Write the entries below out again without a single difference.

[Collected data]
##############################

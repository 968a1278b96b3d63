//! Action graph construction
//!
//! Turns a node tree plus regions into a deduplicated graph of lazy actions.
//! The build runs in two phases:
//!
//! 1. Requirements: walk every `(region, systematic)` path and record which
//!    filters are needed, keyed structurally.
//! 2. Creation: visit nodes in preorder and create each required filter
//!    once. Each filter, output and statistics action gets its own chain of
//!    defines on top of its parent filter, holding only the columns it
//!    reads.
//!
//! A systematic only forks the filter chain at the first filter it can
//! change. Until then, and for columns it does not touch, it shares the
//! nominal actions. Since requirements are sets, region order never matters.

use std::collections::{BTreeMap, BTreeSet, HashMap};
use std::fmt;

use serde::{Deserialize, Serialize};
use tracing::{debug, instrument, warn};

use crate::application::region::Region;
use crate::application::scope::{ColumnRef, ScopeIndex, Site};
use crate::domain::{
    BranchNamer, BuildError, BuildResult, Definition, DefinitionSpec, NameRegistry, NodeId,
    NodeTree, Systematic,
};
use crate::infrastructure::traits::MaterializeRequest;

#[derive(Debug, Clone, Copy, PartialEq, Eq, PartialOrd, Ord, Hash)]
pub struct ActionId(usize);

impl ActionId {
    pub fn index(self) -> usize {
        self.0
    }

    pub fn from_index(index: usize) -> Self {
        Self(index)
    }
}

impl fmt::Display for ActionId {
    fn fmt(&self, f: &mut fmt::Formatter<'_>) -> fmt::Result {
        write!(f, "#{}", self.0)
    }
}

#[derive(Debug, Clone, Copy, PartialEq, Eq, Hash)]
pub enum ActionKind {
    FilterApply,
    VariableDefine,
    OutputWrite,
}

impl ActionKind {
    /// Filters construct first so events are pruned as early as possible.
    pub fn rank(self) -> u8 {
        match self {
            ActionKind::FilterApply => 0,
            ActionKind::VariableDefine | ActionKind::OutputWrite => 1,
        }
    }
}

impl fmt::Display for ActionKind {
    fn fmt(&self, f: &mut fmt::Formatter<'_>) -> fmt::Result {
        f.write_str(match self {
            ActionKind::FilterApply => "filter",
            ActionKind::VariableDefine => "define",
            ActionKind::OutputWrite => "output",
        })
    }
}

/// What the backend is asked to do.
#[derive(Debug, Clone)]
pub enum Operation {
    /// The unfiltered dataset; the schedule's root sentinel
    Source,
    Filter {
        predicate: Definition,
    },
    Define {
        column: String,
        variable: String,
        definition: Definition,
    },
    Output {
        region: String,
        writer: usize,
        writer_name: String,
        request: MaterializeRequest,
    },
    /// Sum of the node weight (and its square) over the events passing the
    /// filter this reads from
    Statistics {
        request: MaterializeRequest,
    },
}

#[derive(Debug, Clone)]
pub struct Action {
    id: ActionId,
    kind: ActionKind,
    node: NodeId,
    path: String,
    systematic: Systematic,
    input: Option<ActionId>,
    dependencies: BTreeSet<ActionId>,
    cost: f64,
    operation: Operation,
    consumers: BTreeSet<String>,
}

impl Action {
    pub fn id(&self) -> ActionId {
        self.id
    }

    pub fn kind(&self) -> ActionKind {
        self.kind
    }

    pub fn node(&self) -> NodeId {
        self.node
    }

    /// Node path, `ROOT/...`.
    pub fn path(&self) -> &str {
        &self.path
    }

    /// Filters: the chain systematic. Defines: the systematic the column is
    /// computed for. Outputs: the systematic the region requested.
    pub fn systematic(&self) -> &Systematic {
        &self.systematic
    }

    /// Backend frame this action builds on.
    pub fn input(&self) -> Option<ActionId> {
        self.input
    }

    pub fn dependencies(&self) -> &BTreeSet<ActionId> {
        &self.dependencies
    }

    pub fn cost(&self) -> f64 {
        self.cost
    }

    pub fn operation(&self) -> &Operation {
        &self.operation
    }

    /// Regions that need this action.
    pub fn consumers(&self) -> &BTreeSet<String> {
        &self.consumers
    }

    /// Stable one-line description.
    pub fn label(&self) -> String {
        match &self.operation {
            Operation::Source => format!("source {}", self.path),
            Operation::Filter { predicate } => {
                format!("filter {} [{}] {}", self.path, self.systematic, predicate)
            }
            Operation::Define {
                column, definition, ..
            } => format!("define {} = {} @ {}", column, definition, self.path),
            Operation::Output {
                region,
                writer_name,
                ..
            } => format!("output {}/{} [{}]", region, writer_name, self.systematic),
            Operation::Statistics { request } => format!(
                "statistics {} [{}] {}",
                self.path,
                self.systematic,
                request.weight.as_deref().unwrap_or("-")
            ),
        }
    }
}

/// How one region resolves under one systematic.
#[derive(Debug, Clone, Default)]
pub struct SystematicPlan {
    /// Root sentinel first, region target last
    pub filters: Vec<(NodeId, ActionId)>,
    /// `(writer index, output action)`
    pub outputs: Vec<(usize, ActionId)>,
    /// Weighted statistics of the path nodes that carry a weight
    pub statistics: Vec<(NodeId, ActionId)>,
}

##############################

THE COMPLETED TASK:
repository 968a1278b96b3d63
//! Action graph construction
//!
//! Turns a node tree plus regions into a deduplicated graph of lazy actions.
//! The build runs in two phases:
//!
//! 1. Requirements: walk every `(region, systematic)` path and record which
//!    filters are needed, keyed structurally.
//! 2. Creation: visit nodes in preorder and create each required filter
//!    once. Each filter, output and statistics action gets its own chain of
//!    defines on top of its parent filter, holding only the columns it
//!    reads.
//!
//! A systematic only forks the filter chain at the first filter it can
//! change. Until then, and for columns it does not touch, it shares the
//! nominal actions. Since requirements are sets, region order never matters.

use std::collections::{BTreeMap, BTreeSet, HashMap};
use std::fmt;

use serde::{Deserialize, Serialize};
use tracing::{debug, instrument, warn};

use crate::application::region::Region;
use crate::application::scope::{ColumnRef, ScopeIndex, Site};
use crate::domain::{
    BranchNamer, BuildError, BuildResult, Definition, DefinitionSpec, NameRegistry, NodeId,
    NodeTree, Systematic,
};
use crate::infrastructure::traits::MaterializeRequest;

#[derive(Debug, Clone, Copy, PartialEq, Eq, PartialOrd, Ord, Hash)]
pub struct ActionId(usize);

impl ActionId {
    pub fn index(self) -> usize {
        self.0
    }

    pub fn from_index(index: usize) -> Self {
        Self(index)
    }
}

impl fmt::Display for ActionId {
    fn fmt(&self, f: &mut fmt::Formatter<'_>) -> fmt::Result {
        write!(f, "#{}", self.0)
    }
}

#[derive(Debug, Clone, Copy, PartialEq, Eq, Hash)]
pub enum ActionKind {
    FilterApply,
    VariableDefine,
    OutputWrite,
}

impl ActionKind {
    /// Filters construct first so events are pruned as early as possible.
    pub fn rank(self) -> u8 {
        match self {
            ActionKind::FilterApply => 0,
            ActionKind::VariableDefine | ActionKind::OutputWrite => 1,
        }
    }
}

impl fmt::Display for ActionKind {
    fn fmt(&self, f: &mut fmt::Formatter<'_>) -> fmt::Result {
        f.write_str(match self {
            ActionKind::FilterApply => "filter",
            ActionKind::VariableDefine => "define",
            ActionKind::OutputWrite => "output",
        })
    }
}

/// What the backend is asked to do.
#[derive(Debug, Clone)]
pub enum Operation {
    /// The unfiltered dataset; the schedule's root sentinel
    Source,
    Filter {
        predicate: Definition,
    },
    Define {
        column: String,
        variable: String,
        definition: Definition,
    },
    Output {
        region: String,
        writer: usize,
        writer_name: String,
        request: MaterializeRequest,
    },
    /// Sum of the node weight (and its square) over the events passing the
    /// filter this reads from
    Statistics {
        request: MaterializeRequest,
    },
}

#[derive(Debug, Clone)]
pub struct Action {
    id: ActionId,
    kind: ActionKind,
    node: NodeId,
    path: String,
    systematic: Systematic,
    input: Option<ActionId>,
    dependencies: BTreeSet<ActionId>,
    cost: f64,
    operation: Operation,
    consumers: BTreeSet<String>,
}

impl Action {
    pub fn id(&self) -> ActionId {
        self.id
    }

    pub fn kind(&self) -> ActionKind {
        self.kind
    }

    pub fn node(&self) -> NodeId {
        self.node
    }

    /// Node path, `ROOT/...`.
    pub fn path(&self) -> &str {
        &self.path
    }

    /// Filters: the chain systematic. Defines: the systematic the column is
    /// computed for. Outputs: the systematic the region requested.
    pub fn systematic(&self) -> &Systematic {
        &self.systematic
    }

    /// Backend frame this action builds on.
    pub fn input(&self) -> Option<ActionId> {
        self.input
    }

    pub fn dependencies(&self) -> &BTreeSet<ActionId> {
        &self.dependencies
    }

    pub fn cost(&self) -> f64 {
        self.cost
    }

    pub fn operation(&self) -> &Operation {
        &self.operation
    }

    /// Regions that need this action.
    pub fn consumers(&self) -> &BTreeSet<String> {
        &self.consumers
    }

    /// Stable one-line description.
    pub fn label(&self) -> String {
        match &self.operation {
            Operation::Source => format!("source {}", self.path),
            Operation::Filter { predicate } => {
                format!("filter {} [{}] {}", self.path, self.systematic, predicate)
            }
            Operation::Define {
                column, definition, ..
            } => format!("define {} = {} @ {}", column, definition, self.path),
            Operation::Output {
                region,
                writer_name,
                ..
            } => format!("output {}/{} [{}]", region, writer_name, self.systematic),
            Operation::Statistics { request } => format!(
                "statistics {} [{}] {}",
                self.path,
                self.systematic,
                request.weight.as_deref().unwrap_or("-")
            ),
        }
    }
}

/// How one region resolves under one systematic.
#[derive(Debug, Clone, Default)]
pub struct SystematicPlan {
    /// Root sentinel first, region target last
    pub filters: Vec<(NodeId, ActionId)>,
    /// `(writer index, output action)`
    pub outputs: Vec<(usize, ActionId)>,
    /// Weighted statistics of the path nodes that carry a weight
    pub statistics: Vec<(NodeId, ActionId)>,
}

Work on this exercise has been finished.